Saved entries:
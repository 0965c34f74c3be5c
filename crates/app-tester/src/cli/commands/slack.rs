//! slack-output command

use std::path::PathBuf;

use clap::Args;
use tracing::{info, warn};

use app_tester_report::slack::{run_url, DEFAULT_REPOSITORY};
use app_tester_report::{build_slack_payload, load_report, parse_key, write_json};

use crate::cli::{output, Cli};

/// Build the Slack summary payload of a result file
#[derive(Debug, Args)]
pub struct SlackCommand {
    /// Result file to summarise
    #[arg(long)]
    pub input_file: PathBuf,

    /// Write the payload here instead of stdout
    #[arg(long)]
    pub output_file: Option<PathBuf>,

    /// Stage to summarise: build, test or scan
    #[arg(long, default_value = "build")]
    pub key: String,

    /// Devices the run covered, appended to the title
    #[arg(long)]
    pub devices: Option<String>,

    /// Link attached to the message (default: the current workflow run)
    #[arg(long)]
    pub url: Option<String>,
}

/// Explicit URL, else the workflow run given by `GH_RUN_ID`
fn resolve_url(
    explicit: Option<&str>,
    run_id: Option<String>,
    repository: Option<String>,
) -> Option<String> {
    if let Some(url) = explicit {
        return Some(url.to_string());
    }

    match run_id.filter(|id| !id.is_empty()) {
        Some(id) => {
            let repository = repository.unwrap_or_else(|| DEFAULT_REPOSITORY.to_string());
            Some(run_url(&repository, &id))
        }
        None => {
            warn!("GH_RUN_ID is not set, payload has no url");
            None
        }
    }
}

impl SlackCommand {
    pub fn execute(&self, cli: &Cli) -> anyhow::Result<()> {
        let stage = parse_key(&self.key)?;
        let apps = load_report(&self.input_file)?;

        let url = resolve_url(
            self.url.as_deref(),
            std::env::var("GH_RUN_ID").ok(),
            std::env::var("GITHUB_REPOSITORY").ok(),
        );
        let payload = build_slack_payload(&apps, stage, self.devices.as_deref(), url);
        info!(stage = %stage, status = %payload.status, "slack payload built");

        match &self.output_file {
            Some(path) => {
                write_json(path, &payload)?;
                if cli.show_text() {
                    output::success(&format!("Slack payload written to {}", path.display()));
                }
            }
            None => println!("{}", serde_json::to_string_pretty(&payload)?),
        }
        Ok(())
    }
}

#[cfg(test)]
mod tests {
    use super::*;

    #[test]
    fn test_explicit_url_wins() {
        assert_eq!(
            resolve_url(Some("https://ci/run/1"), Some("42".to_string()), None).as_deref(),
            Some("https://ci/run/1")
        );
    }

    #[test]
    fn test_url_from_run_id() {
        assert_eq!(
            resolve_url(None, Some("42".to_string()), Some("org/repo".to_string())).as_deref(),
            Some("https://github.com/org/repo/actions/runs/42")
        );
        assert_eq!(
            resolve_url(None, Some("7".to_string()), None).as_deref(),
            Some("https://github.com/LedgerHQ/ledger-app-tester/actions/runs/7")
        );
        assert_eq!(resolve_url(None, None, None), None);
    }
}
//! Error types for report generation

use std::path::PathBuf;
use thiserror::Error;

/// Result type for report operations
pub type Result<T> = std::result::Result<T, ReportError>;

/// Report errors
#[derive(Debug, Error)]
pub enum ReportError {
    /// The pass/fail gate found a failure
    #[error("Failed for {app} ({stage})")]
    Failed { app: String, stage: String },

    /// The key does not name a stage
    #[error("Unknown report key '{0}'. Expected one of: build, test, scan")]
    UnknownKey(String),

    /// A record has no string `name`
    #[error("Record {index} has no \"name\" field")]
    MissingName { index: usize },

    /// A report file is not a JSON array of objects
    #[error("Expected a JSON array of objects in {0}")]
    NotAnArray(PathBuf),

    /// No file matched the input pattern
    #[error("No input files found matching '{0}'")]
    NoInputFiles(String),

    /// Invalid glob pattern
    #[error("Invalid pattern: {0}")]
    Pattern(#[from] glob::PatternError),

    /// IO errors
    #[error("IO error: {0}")]
    Io(#[from] std::io::Error),

    /// JSON errors
    #[error("JSON error: {0}")]
    Json(#[from] serde_json::Error),
}

impl ReportError {
    /// Whether this error is the failure gate tripping
    pub fn is_gate_failure(&self) -> bool {
        matches!(self, Self::Failed { .. })
    }
}
//! Slack payload
//!
//! Summarises one stage as `{title, status, status_detail?, url?}`. Counts
//! are per device: a device whose variants include a failure counts as one
//! failure.

use serde::{Deserialize, Serialize};

use app_tester_core::{AppResult, DeviceResult, Stage, Status};

/// Repository whose workflow runs are linked when none is configured
pub const DEFAULT_REPOSITORY: &str = "LedgerHQ/ledger-app-tester";

/// Message sent to the team channel
#[derive(Debug, Clone, PartialEq, Eq, Serialize, Deserialize)]
pub struct SlackPayload {
    pub title: String,
    pub status: String,
    #[serde(skip_serializing_if = "Option::is_none")]
    pub status_detail: Option<String>,
    #[serde(skip_serializing_if = "Option::is_none")]
    pub url: Option<String>,
}

/// Link to a GitHub Actions run
pub fn run_url(repository: &str, run_id: &str) -> String {
    format!("https://github.com/{repository}/actions/runs/{run_id}")
}

/// Overall status of one device entry, `None` when nothing ran
fn device_status(result: &DeviceResult) -> Option<Status> {
    if result.has_fail() {
        Some(Status::Fail)
    } else if result.has_success() {
        Some(Status::Success)
    } else {
        None
    }
}

/// Failure lines for one application, empty when it has none
fn failure_detail(app: &AppResult, stage: Stage) -> String {
    let Some(devices) = app.stage(stage) else {
        return String::new();
    };

    let mut detail = String::new();
    let mut scalar_failures = Vec::new();

    for (device, result) in devices {
        match result {
            DeviceResult::Ran(_) if result.has_fail() => {
                detail.push_str(&format!(
                    "\t\t  - {device} : {} \n",
                    result.failed_variants().join(", ")
                ));
            }
            DeviceResult::Status(Status::Fail) => scalar_failures.push(device.as_str()),
            _ => {}
        }
    }

    if !scalar_failures.is_empty() {
        detail.push_str(&format!("\t\t  -  {}\n", scalar_failures.join(", ")));
    }

    detail
}

/// Build the payload for `stage`, titled with the stage key and the device
/// list when given
pub fn build_slack_payload(
    apps: &[AppResult],
    stage: Stage,
    devices: Option<&str>,
    url: Option<String>,
) -> SlackPayload {
    let mut success = 0;
    let mut fail = 0;

    for results in apps.iter().filter_map(|a| a.stage(stage)) {
        for status in results.values().filter_map(device_status) {
            match status {
                Status::Success => success += 1,
                Status::Fail => fail += 1,
            }
        }
    }
    let total = success + fail;

    let title = match devices.filter(|d| !d.trim().is_empty()) {
        Some(devices) => format!("{stage} on {devices}"),
        None => stage.to_string(),
    };

    let (status, status_detail) = if fail == 0 {
        (format!(":large_green_circle: Success for {total} apps"), None)
    } else {
        let mut detail = String::from("Failed for:\n");
        for app in apps {
            let lines = failure_detail(app, stage);
            if !lines.is_empty() {
                detail.push_str(&format!("\t•  {}\n", app.name));
                detail.push_str(&lines);
            }
        }
        (format!(":red-cross: Fail for {fail} / {total} apps"), Some(detail))
    };

    SlackPayload {
        title,
        status,
        status_detail,
        url,
    }
}
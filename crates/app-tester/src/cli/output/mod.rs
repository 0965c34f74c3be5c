//! Terminal output helpers

use console::{style, Style};

use app_tester_report::StatusCounts;

/// Print a success message
pub fn success(message: &str) {
    println!("{} {}", style("✓").green().bold(), message);
}

/// Print an error message
pub fn error(message: &str) {
    eprintln!("{} {}", style("✗").red().bold(), message);
}

/// Print a warning message
pub fn warning(message: &str) {
    println!("{} {}", style("!").yellow().bold(), message);
}

pub fn info(message: &str) {
    println!("{} {}", style("→").blue(), message);
}

pub fn header(text: &str) -> String {
    style(text).bold().to_string()
}

/// Indented `key: value` line
pub fn key_value(key: &str, value: &str) -> String {
    format!("  {}: {}", style(key).dim(), value)
}

pub fn path_style() -> Style {
    Style::new().cyan()
}

/// Status counts, failures highlighted when there are any
pub fn counts(counts: &StatusCounts) -> String {
    let fail = if counts.fail > 0 {
        style(counts.fail).red().bold()
    } else {
        style(counts.fail).green()
    };
    [
        key_value("Success", &style(counts.success).green().to_string()),
        key_value("Failures", &fail.to_string()),
        key_value("Total", &counts.total.to_string()),
    ]
    .join("\n")
}
//! Input splitting for parallel runs
//!
//! A large application list is cut into N files so N independent runs can
//! process them, each with its own workdir. Their outputs are recombined
//! with a union merge afterwards.

use std::path::{Path, PathBuf};

use serde_json::Value;
use tracing::info;

use crate::error::{ConfigError, Result, TesterError};

/// Cut `items` into `count` contiguous chunks. The first `count - 1` chunks
/// hold `len / count` items each; the last one takes the rest.
pub fn split_input(items: Vec<Value>, count: usize) -> Result<Vec<Vec<Value>>> {
    if count == 0 {
        return Err(ConfigError::InvalidValue {
            field: "split_count".to_string(),
            message: "must be at least 1".to_string(),
        }
        .into());
    }

    let per_file = items.len() / count;
    let mut rest = items;
    let mut chunks = Vec::with_capacity(count);

    for _ in 0..count - 1 {
        let tail = rest.split_off(per_file);
        chunks.push(rest);
        rest = tail;
    }
    chunks.push(rest);

    Ok(chunks)
}

/// Split the JSON array at `input` into `input_1.json`..`input_N.json`
/// inside `out_dir`
pub fn write_splits(input: &Path, count: usize, out_dir: &Path) -> Result<Vec<PathBuf>> {
    if !input.exists() {
        return Err(TesterError::InputNotFound(input.to_path_buf()));
    }

    let content = std::fs::read_to_string(input)?;
    let items: Vec<Value> = serde_json::from_str(&content)?;
    let total = items.len();

    std::fs::create_dir_all(out_dir)?;

    let mut written = Vec::with_capacity(count);
    for (i, chunk) in split_input(items, count)?.into_iter().enumerate() {
        let path = out_dir.join(format!("input_{}.json", i + 1));
        std::fs::write(&path, serde_json::to_string_pretty(&chunk)?)?;
        written.push(path);
    }

    info!(total, files = count, "input split");
    Ok(written)
}
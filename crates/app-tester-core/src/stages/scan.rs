//! Static analysis stage
//!
//! Runs the SDK's `scan-build` target with warnings as errors. Only devices
//! on the application's scan whitelist are analysed.

use std::path::Path;

use tracing::info;

use super::{gate, join_command, make_env, run_variants, AppPaths, DeviceOutcome};
use crate::application::ApplicationSpec;
use crate::device::Device;
use crate::result::Stage;
use crate::runner::CommandRunner;

/// Analysis command for one variant
pub fn scan_command(device: &Device, sdk: &Path, variant_param: Option<&str>, variant: &str) -> String {
    let env = make_env(device, sdk);
    let selector = variant_param
        .map(|param| format!("{param}={variant}"))
        .unwrap_or_default();

    join_command(&[&env, "make", &selector, "-j", "ENABLE_SDK_WERROR=1", "scan-build"])
}

/// Analyse every variant of the application for one device
pub async fn scan_device(
    runner: &dyn CommandRunner,
    device: &Device,
    app: &ApplicationSpec,
    paths: &AppPaths,
) -> DeviceOutcome {
    if let Some(result) = gate(Stage::Scan, device, app) {
        return DeviceOutcome::new(result);
    }

    info!(app = %app.name, device = %device.model, "scanning");
    run_variants(runner, device, app, paths, |variant| {
        scan_command(device, &paths.sdk, app.variant_param(), variant)
    })
    .await
}

#[cfg(test)]
mod tests {
    use std::path::PathBuf;

    use super::*;
    use crate::device::DeviceModel;
    use crate::result::{DeviceResult, Status};
    use crate::runner::testing::ScriptedRunner;

    fn paths() -> AppPaths {
        AppPaths {
            sdk: PathBuf::from("/w/sdk"),
            build: PathBuf::from("/w/app"),
            test: PathBuf::from("/w/app"),
        }
    }

    #[test]
    fn test_scan_command() {
        let stax = Device::new(DeviceModel::Stax, true);
        assert_eq!(
            scan_command(&stax, Path::new("/w/sdk"), Some("CHAIN"), "eth"),
            "TARGET=stax BOLOS_SDK=/w/sdk make CHAIN=eth -j ENABLE_SDK_WERROR=1 scan-build"
        );
        assert_eq!(
            scan_command(&stax, Path::new("/w/sdk"), None, "eth"),
            "TARGET=stax BOLOS_SDK=/w/sdk make -j ENABLE_SDK_WERROR=1 scan-build"
        );
    }

    #[tokio::test]
    async fn test_scan_only_whitelisted_devices() {
        let mut app = ApplicationSpec::new("app");
        app.variants_nanox = vec!["a".to_string()];
        app.variants_stax = vec!["a".to_string()];
        app.scan_whitelist = vec!["stax".to_string()];
        app.extra_flags = "DEBUG=1".to_string();

        let runner = ScriptedRunner::new().failing_on("scan-build");

        let nanox = scan_device(&runner, &Device::new(DeviceModel::Nanox, true), &app, &paths()).await;
        assert_eq!(nanox.result, DeviceResult::Blacklisted);
        assert!(runner.calls().is_empty());

        let stax = scan_device(&runner, &Device::new(DeviceModel::Stax, true), &app, &paths()).await;
        let DeviceResult::Ran(variants) = stax.result else {
            panic!("expected variant results");
        };
        assert_eq!(variants["a"], Status::Fail);
        assert!(stax.log.contains("scan-build"));
        assert!(runner.commands().iter().all(|c| !c.contains("DEBUG=1")));
    }

    #[tokio::test]
    async fn test_no_variants_runs_nothing() {
        let mut app = ApplicationSpec::new("app");
        app.scan_whitelist = vec!["nanox".to_string()];

        let runner = ScriptedRunner::new();
        let outcome = scan_device(&runner, &Device::new(DeviceModel::Nanox, true), &app, &paths()).await;

        assert_eq!(outcome.result, DeviceResult::Skipped);
        assert!(runner.calls().is_empty());
    }
}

WHAT YOU HAVE TO DO:
Report all lines in the records that include the string "https".

RESULT FOR THIS TASK:
            resolve_url(Some("https://ci/run/1"), Some("42".to_string()), None).as_deref(),
            Some("https://ci/run/1")
            Some("https://github.com/org/repo/actions/runs/42")
            Some("https://github.com/LedgerHQ/ledger-app-tester/actions/runs/7")
    format!("https://github.com/{repository}/actions/runs/{run_id}")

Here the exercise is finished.